GOAL OF THE EXERCISE -
Locate the word "PartialEq" in the data below, then copy every line that holds it.

Records from a data collection:

++++++++++

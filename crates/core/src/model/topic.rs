use chrono::{DateTime, Utc};
use thiserror::Error;

use crate::model::ids::{OwnerId, TopicId};

//
// ─── ERRORS ────────────────────────────────────────────────────────────────────
//

#[derive(Debug, Error, Clone, PartialEq, Eq)]
#[non_exhaustive]
pub enum TopicError {
    #[error("topic title cannot be empty")]
    EmptyTitle,
}

//
// ─── TOPIC ─────────────────────────────────────────────────────────────────────
//

/// A top-level subject the user is studying.
///
/// Topics group subtopics and carry an optional owner for multi-user setups.
#[derive(Debug, Clone, PartialEq, Eq)]
pub struct Topic {
    id: TopicId,
    owner_id: Option<OwnerId>,
    title: String,
    created_at: DateTime<Utc>,
}

impl Topic {
    /// Creates a new Topic.
    ///
    /// # Errors
    ///
    /// Returns `TopicError::EmptyTitle` if the title is empty or whitespace-only.
    pub fn new(
        id: TopicId,
        owner_id: Option<OwnerId>,
        title: impl Into<String>,
        created_at: DateTime<Utc>,
    ) -> Result<Self, TopicError> {
        let title = title.into();
        if title.trim().is_empty() {
            return Err(TopicError::EmptyTitle);
        }

        Ok(Self {
            id,
            owner_id,
            title: title.trim().to_owned(),
            created_at,
        })
    }

    // Accessors
    #[must_use]
    pub fn id(&self) -> TopicId {
        self.id
    }

    #[must_use]
    pub fn owner_id(&self) -> Option<&OwnerId> {
        self.owner_id.as_ref()
    }

    #[must_use]
    pub fn title(&self) -> &str {
        &self.title
    }

    #[must_use]
    pub fn created_at(&self) -> DateTime<Utc> {
        self.created_at
    }
}

//
// ─── TESTS ─────────────────────────────────────────────────────────────────────
//

#[cfg(test)]
mod tests {
    use super::*;
    use crate::time::fixed_now;

    #[test]
    fn topic_new_rejects_empty_title() {
        let err = Topic::new(TopicId::new(1), None, "   ", fixed_now()).unwrap_err();
        assert_eq!(err, TopicError::EmptyTitle);
    }

    #[test]
    fn topic_new_happy_path() {
        let owner = OwnerId::new("uid-1").unwrap();
        let topic = Topic::new(TopicId::new(10), Some(owner.clone()), "Dogs", fixed_now()).unwrap();

        assert_eq!(topic.id(), TopicId::new(10));
        assert_eq!(topic.owner_id(), Some(&owner));
        assert_eq!(topic.title(), "Dogs");
        assert_eq!(topic.created_at(), fixed_now());
    }

    #[test]
    fn topic_trims_title() {
        let topic = Topic::new(TopicId::new(1), None, "  Cats  ", fixed_now()).unwrap();
        assert_eq!(topic.title(), "Cats");
    }
}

++++++++++

EXPECTED ANSWER -
#[derive(Debug, Error, Clone, PartialEq, Eq)]
#[derive(Debug, Clone, PartialEq, Eq)]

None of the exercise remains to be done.